The off-season is easier to plan for and also when you will get the biggest physical adaptations. You have fewer or zero competition, and depending on the level you play this can free up between 1 and 4 days per week. From there you can plan your week with additional training sessions with no interruptions in your programming. You can, for example, train heavy legs in your gym session and it won’t affect your putting practice that day.
You can do an upper body session with your chipping and do your long game practice as part of your training or on your day off from the gym. Bear in mind that hitting the driver and the long irons are still maximal and are demanding on the central nervous system. You should also know the date of your first competition the following season, this means you can plan every session and periodise your reps/sets/weight, ready to peak at the right time.
In season is a little more tricky. Firstly you will have restricted gym time. Not only that, what you did the day before will determine what you can do. This means fitting everything in, is more difficult. This may seem strange coming from a fitness professional, but you have to prioritise skill. So 2 gym sessions a week is enough. This should give you enough time to keep the gains you made over winter and keep you in good condition to perform every week.

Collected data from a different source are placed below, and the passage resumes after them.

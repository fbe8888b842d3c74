//! Immutable behavior tree assets.
//!
//! A tree is built from simple building blocks: actions, conditions, chance
//! rolls, sequences, selectors, decorators and parallel nodes. Trees are
//! shared read-only between every interpreter that runs them, so the run
//! state lives in the interpreter and nodes are addressed by [`NodeId`].

use std::fmt;
use std::sync::Arc;

use serde::{Deserialize, Serialize};

use crate::assets::ResourceId;
use crate::error::Result;

// ---------------------------------------------------------------------------
// Status & decorator types
// ---------------------------------------------------------------------------

/// Result of ticking a behavior tree node.
#[derive(Debug, Clone, Copy, PartialEq, Eq, Hash, Serialize, Deserialize)]
pub enum BehaviorStatus {
    Success,
    Failure,
    Running,
}

impl BehaviorStatus {
    /// Whether the node finished (succeeded or failed).
    pub fn is_done(self) -> bool {
        self != BehaviorStatus::Running
    }
}

/// Decorator modifiers that wrap a single child node.
#[derive(Debug, Clone, PartialEq, Serialize, Deserialize)]
pub enum DecoratorType {
    /// Inverts Success <-> Failure; Running stays Running.
    Inverter,
    /// Repeats the child a fixed number of times.
    Repeat(usize),
    /// Keeps ticking the child until it returns Failure, once per tick.
    UntilFail,
    /// Fails the child if it has not finished after this many ticks.
    Timeout(u64),
}

// ---------------------------------------------------------------------------
// Node enum
// ---------------------------------------------------------------------------

/// A single node in the behavior tree.
#[derive(Debug, Clone, PartialEq, Serialize, Deserialize)]
pub enum BehaviorNode {
    /// Leaf that executes a named action on the actor.
    Action(String),
    /// Leaf that checks a named boolean condition on the actor.
    Condition(String),
    /// Leaf that succeeds with the given probability, rolled per actor.
    Chance(f64),
    /// Runs children left-to-right; stops on first non-Success.
    Sequence(Vec<BehaviorNode>),
    /// Runs children left-to-right; stops on first Success.
    Selector(Vec<BehaviorNode>),
    /// Applies a [`DecoratorType`] to a single child.
    Decorator(DecoratorType, Box<BehaviorNode>),
    /// Runs all children; succeeds once `threshold` children succeed.
    Parallel(usize, Vec<BehaviorNode>),
}

impl BehaviorNode {
    /// Direct children in evaluation order.
    pub fn children(&self) -> &[BehaviorNode] {
        match self {
            BehaviorNode::Sequence(c) | BehaviorNode::Selector(c) | BehaviorNode::Parallel(_, c) => {
                c.as_slice()
            }
            BehaviorNode::Decorator(_, child) => std::slice::from_ref(child.as_ref()),
            BehaviorNode::Action(_) | BehaviorNode::Condition(_) | BehaviorNode::Chance(_) => &[],
        }
    }

    /// Whether this node is a leaf evaluated against an actor.
    pub fn is_leaf(&self) -> bool {
        matches!(
            self,
            BehaviorNode::Action(_) | BehaviorNode::Condition(_) | BehaviorNode::Chance(_)
        )
    }

    /// Short label used in logs and cursor descriptions.
    pub fn kind(&self) -> &'static str {
        match self {
            BehaviorNode::Action(_) => "action",
            BehaviorNode::Condition(_) => "condition",
            BehaviorNode::Chance(_) => "chance",
            BehaviorNode::Sequence(_) => "sequence",
            BehaviorNode::Selector(_) => "selector",
            BehaviorNode::Decorator(..) => "decorator",
            BehaviorNode::Parallel(..) => "parallel",
        }
    }
}

// ---------------------------------------------------------------------------
// Node addressing
// ---------------------------------------------------------------------------

/// Pre-order index of a node within its tree. The root is `NodeId(0)`.
#[derive(Debug, Clone, Copy, PartialEq, Eq, Hash, PartialOrd, Ord, Serialize, Deserialize)]
pub struct NodeId(pub usize);

impl NodeId {
    pub const ROOT: NodeId = NodeId(0);
}

impl fmt::Display for NodeId {
    fn fmt(&self, f: &mut fmt::Formatter<'_>) -> fmt::Result {
        write!(f, "node#{}", self.0)
    }
}

// ---------------------------------------------------------------------------
// Tree
// ---------------------------------------------------------------------------

/// Shared handle to an immutable tree asset.
pub type BehaviorTreeRef = Arc<BehaviorTree>;

/// A named, immutable behavior tree.
#[derive(Debug, Clone)]
pub struct BehaviorTree {
    id: ResourceId,
    root: BehaviorNode,
    /// Subtree size per node, indexed by pre-order [`NodeId`].
    sizes: Vec<usize>,
}

/// On-disk shape of a tree asset.
#[derive(Deserialize)]
struct TreeSource {
    root: BehaviorNode,
}

impl BehaviorTree {
    /// Create a new tree with the given root node.
    pub fn new(id: ResourceId, root: BehaviorNode) -> Self {
        let mut sizes = Vec::new();
        Self::measure(&root, &mut sizes);
        Self { id, root, sizes }
    }

    /// Parse a tree asset of the form `{"root": <node>}`.
    pub fn from_json(id: ResourceId, source: &str) -> Result<Self> {
        let parsed: TreeSource = serde_json::from_str(source)?;
        Ok(Self::new(id, parsed.root))
    }

    /// Wrap into a shareable reference.
    pub fn into_ref(self) -> BehaviorTreeRef {
        Arc::new(self)
    }

    pub fn id(&self) -> &ResourceId {
        &self.id
    }

    pub fn root(&self) -> &BehaviorNode {
        &self.root
    }

    /// Total number of nodes.
    pub fn len(&self) -> usize {
        self.sizes.len()
    }

    pub fn is_empty(&self) -> bool {
        self.sizes.is_empty()
    }

    /// Number of nodes in the subtree rooted at `id` (including itself).
    pub fn subtree_size(&self, id: NodeId) -> usize {
        self.sizes.get(id.0).copied().unwrap_or(0)
    }

    /// Pre-order ids of the direct children of `id`.
    pub fn child_ids(&self, id: NodeId, node: &BehaviorNode) -> Vec<NodeId> {
        let mut next = id.0 + 1;
        node.children()
            .iter()
            .map(|_| {
                let child = NodeId(next);
                next += self.subtree_size(child);
                child
            })
            .collect()
    }

    /// Look up a node by its pre-order id.
    pub fn node(&self, id: NodeId) -> Option<&BehaviorNode> {
        let mut current = &self.root;
        let mut current_id = NodeId::ROOT;
        if id.0 >= self.len() {
            return None;
        }
        while current_id != id {
            let children = self.child_ids(current_id, current);
            let idx = children
                .iter()
                .rposition(|c| c.0 <= id.0)?;
            current_id = children[idx];
            current = &current.children()[idx];
        }
        Some(current)
    }

    /// Whether `other` denotes the same asset as this tree.
    pub fn same_asset(&self, other: &BehaviorTree) -> bool {
        self.id == other.id
    }

    fn measure(node: &BehaviorNode, sizes: &mut Vec<usize>) -> usize {
        let slot = sizes.len();
        sizes.push(1);
        let mut total = 1;
        for child in node.children() {
            total += Self::measure(child, sizes);
        }
        sizes[slot] = total;
        total
    }
}

// ---------------------------------------------------------------------------
// Tests
// ---------------------------------------------------------------------------

#[cfg(test)]
mod tests {
    use super::*;

    fn critter() -> BehaviorTree {
        BehaviorTree::new(
            "Behaviors:critter".parse().unwrap(),
            BehaviorNode::Selector(vec![
                BehaviorNode::Sequence(vec![
                    BehaviorNode::Condition("hungry".into()),
                    BehaviorNode::Action("graze".into()),
                ]),
                BehaviorNode::Decorator(
                    DecoratorType::Inverter,
                    Box::new(BehaviorNode::Action("wander".into())),
                ),
            ]),
        )
    }

    #[test]
    fn test_preorder_sizes() {
        let tree = critter();
        assert_eq!(tree.len(), 6);
        assert_eq!(tree.subtree_size(NodeId::ROOT), 6);
        assert_eq!(tree.subtree_size(NodeId(1)), 3);
        assert_eq!(tree.subtree_size(NodeId(4)), 2);
    }

    #[test]
    fn test_child_ids() {
        let tree = critter();
        let ids = tree.child_ids(NodeId::ROOT, tree.root());
        assert_eq!(ids, vec![NodeId(1), NodeId(4)]);
    }

    #[test]
    fn test_node_lookup() {
        let tree = critter();
        assert_eq!(tree.node(NodeId(3)), Some(&BehaviorNode::Action("graze".into())));
        assert_eq!(tree.node(NodeId(5)), Some(&BehaviorNode::Action("wander".into())));
        assert!(tree.node(NodeId(6)).is_none());
    }

    #[test]
    fn test_from_json() {
        let src = r#"{"root": {"Sequence": [{"Action": "look"}, {"Chance": 0.5}]}}"#;
        let tree = BehaviorTree::from_json("Behaviors:look".parse().unwrap(), src).unwrap();
        assert_eq!(tree.len(), 3);
        assert_eq!(tree.node(NodeId(2)), Some(&BehaviorNode::Chance(0.5)));
    }

    #[test]
    fn test_from_json_rejects_garbage() {
        assert!(BehaviorTree::from_json("a:b".parse().unwrap(), "{").is_err());
    }

    #[test]
    fn test_same_asset_ignores_case() {
        let a = critter();
        let b = BehaviorTree::new(
            "behaviors:CRITTER".parse().unwrap(),
            BehaviorNode::Action("x".into()),
        );
        assert!(a.same_asset(&b));
    }

    #[test]
    fn test_status_is_done() {
        assert!(BehaviorStatus::Success.is_done());
        assert!(BehaviorStatus::Failure.is_done());
        assert!(!BehaviorStatus::Running.is_done());
    }
}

A simple way of doing this for a 2-day competition would be. Day 1 – (after comp) active recovery and mobility/short game, day 2 – heavy lifting/, day 3 – no gym, on course practice, day 4 – dynamic lifting/full swing work, day 5 active recovery and mobility/short game. This is a fairly demanding schedule. You will need a very good diet and recovery protocols. You may also need to adapt your training from week to week and put change some sessions to light and moderate days depending on how you perform. This is where a conditioning coach really earns his money, being able to look at an athlete with a hectic schedule and see what they need to perform better, it isn’t always a beasting.
The priority with all training is recovery. You have to earn your recovery though. A golf specific gym session will replicate the muscles, joints, nerves and energy system demands that golf does. If it doesn’t you would be training for and making adaptations for something else.